### DATA PROVIDED

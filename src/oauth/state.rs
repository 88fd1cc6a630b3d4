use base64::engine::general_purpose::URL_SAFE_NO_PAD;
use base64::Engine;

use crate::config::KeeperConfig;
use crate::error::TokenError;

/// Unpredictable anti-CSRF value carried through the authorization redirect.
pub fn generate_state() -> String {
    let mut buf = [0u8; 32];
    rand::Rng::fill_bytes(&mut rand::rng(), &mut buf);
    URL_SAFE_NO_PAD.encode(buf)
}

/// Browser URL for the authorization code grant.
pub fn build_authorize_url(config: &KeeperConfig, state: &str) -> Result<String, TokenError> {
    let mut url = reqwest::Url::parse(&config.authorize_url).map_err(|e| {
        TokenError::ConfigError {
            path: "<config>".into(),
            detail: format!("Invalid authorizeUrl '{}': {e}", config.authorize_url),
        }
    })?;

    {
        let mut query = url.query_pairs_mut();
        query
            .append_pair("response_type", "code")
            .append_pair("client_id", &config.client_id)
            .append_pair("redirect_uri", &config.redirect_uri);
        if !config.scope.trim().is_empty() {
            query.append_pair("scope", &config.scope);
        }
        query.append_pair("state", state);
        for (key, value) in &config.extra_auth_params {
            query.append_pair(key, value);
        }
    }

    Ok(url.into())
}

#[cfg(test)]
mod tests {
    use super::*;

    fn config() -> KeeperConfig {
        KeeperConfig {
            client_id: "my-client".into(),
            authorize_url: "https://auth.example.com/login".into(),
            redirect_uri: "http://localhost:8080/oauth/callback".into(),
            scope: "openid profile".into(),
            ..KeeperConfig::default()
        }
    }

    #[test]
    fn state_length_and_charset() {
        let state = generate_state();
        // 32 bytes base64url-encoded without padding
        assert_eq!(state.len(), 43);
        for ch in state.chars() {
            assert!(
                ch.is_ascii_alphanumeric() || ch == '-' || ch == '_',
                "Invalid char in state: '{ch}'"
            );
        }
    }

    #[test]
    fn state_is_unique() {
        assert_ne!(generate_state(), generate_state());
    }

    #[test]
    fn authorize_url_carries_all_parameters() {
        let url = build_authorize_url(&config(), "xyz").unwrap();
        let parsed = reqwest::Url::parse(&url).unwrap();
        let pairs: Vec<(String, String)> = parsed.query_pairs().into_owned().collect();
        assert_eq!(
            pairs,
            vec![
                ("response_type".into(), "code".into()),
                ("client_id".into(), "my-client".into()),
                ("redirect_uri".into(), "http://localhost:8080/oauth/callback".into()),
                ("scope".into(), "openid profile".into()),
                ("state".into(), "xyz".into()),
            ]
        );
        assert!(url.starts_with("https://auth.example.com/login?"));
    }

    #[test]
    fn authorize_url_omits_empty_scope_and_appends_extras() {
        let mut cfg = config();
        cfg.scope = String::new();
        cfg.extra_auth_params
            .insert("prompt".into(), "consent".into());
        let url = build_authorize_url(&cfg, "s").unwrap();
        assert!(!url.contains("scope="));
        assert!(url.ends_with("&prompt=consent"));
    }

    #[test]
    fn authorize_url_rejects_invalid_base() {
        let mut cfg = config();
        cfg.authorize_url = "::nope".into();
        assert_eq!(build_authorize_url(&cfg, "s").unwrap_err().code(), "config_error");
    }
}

######

TASK TO CARRY OUT: Reprint the entries above in full, exactly as they are.

EXPECTED ANSWER:
filename src/oauth/state.rs
repository 88fd1cc6a630b3d4
use base64::engine::general_purpose::URL_SAFE_NO_PAD;
use base64::Engine;

use crate::config::KeeperConfig;
use crate::error::TokenError;

/// Unpredictable anti-CSRF value carried through the authorization redirect.
pub fn generate_state() -> String {
    let mut buf = [0u8; 32];
    rand::Rng::fill_bytes(&mut rand::rng(), &mut buf);
    URL_SAFE_NO_PAD.encode(buf)
}

/// Browser URL for the authorization code grant.
pub fn build_authorize_url(config: &KeeperConfig, state: &str) -> Result<String, TokenError> {
    let mut url = reqwest::Url::parse(&config.authorize_url).map_err(|e| {
        TokenError::ConfigError {
            path: "<config>".into(),
            detail: format!("Invalid authorizeUrl '{}': {e}", config.authorize_url),
        }
    })?;

    {
        let mut query = url.query_pairs_mut();
        query
            .append_pair("response_type", "code")
            .append_pair("client_id", &config.client_id)
            .append_pair("redirect_uri", &config.redirect_uri);
        if !config.scope.trim().is_empty() {
            query.append_pair("scope", &config.scope);
        }
        query.append_pair("state", state);
        for (key, value) in &config.extra_auth_params {
            query.append_pair(key, value);
        }
    }

    Ok(url.into())
}

#[cfg(test)]
mod tests {
    use super::*;

    fn config() -> KeeperConfig {
        KeeperConfig {
            client_id: "my-client".into(),
            authorize_url: "https://auth.example.com/login".into(),
            redirect_uri: "http://localhost:8080/oauth/callback".into(),
            scope: "openid profile".into(),
            ..KeeperConfig::default()
        }
    }

    #[test]
    fn state_length_and_charset() {
        let state = generate_state();
        // 32 bytes base64url-encoded without padding
        assert_eq!(state.len(), 43);
        for ch in state.chars() {
            assert!(
                ch.is_ascii_alphanumeric() || ch == '-' || ch == '_',
                "Invalid char in state: '{ch}'"
            );
        }
    }

    #[test]
    fn state_is_unique() {
        assert_ne!(generate_state(), generate_state());
    }

    #[test]
    fn authorize_url_carries_all_parameters() {
        let url = build_authorize_url(&config(), "xyz").unwrap();
        let parsed = reqwest::Url::parse(&url).unwrap();
        let pairs: Vec<(String, String)> = parsed.query_pairs().into_owned().collect();
        assert_eq!(
            pairs,
            vec![
                ("response_type".into(), "code".into()),
                ("client_id".into(), "my-client".into()),
                ("redirect_uri".into(), "http://localhost:8080/oauth/callback".into()),
                ("scope".into(), "openid profile".into()),
                ("state".into(), "xyz".into()),
            ]
        );
        assert!(url.starts_with("https://auth.example.com/login?"));
    }

    #[test]
    fn authorize_url_omits_empty_scope_and_appends_extras() {
        let mut cfg = config();
        cfg.scope = String::new();
        cfg.extra_auth_params
            .insert("prompt".into(), "consent".into());
        let url = build_authorize_url(&cfg, "s").unwrap();
        assert!(!url.contains("scope="));
        assert!(url.ends_with("&prompt=consent"));
    }

    #[test]
    fn authorize_url_rejects_invalid_base() {
        let mut cfg = config();
        cfg.authorize_url = "::nope".into();
        assert_eq!(build_authorize_url(&cfg, "s").unwrap_err().code(), "config_error");
    }
}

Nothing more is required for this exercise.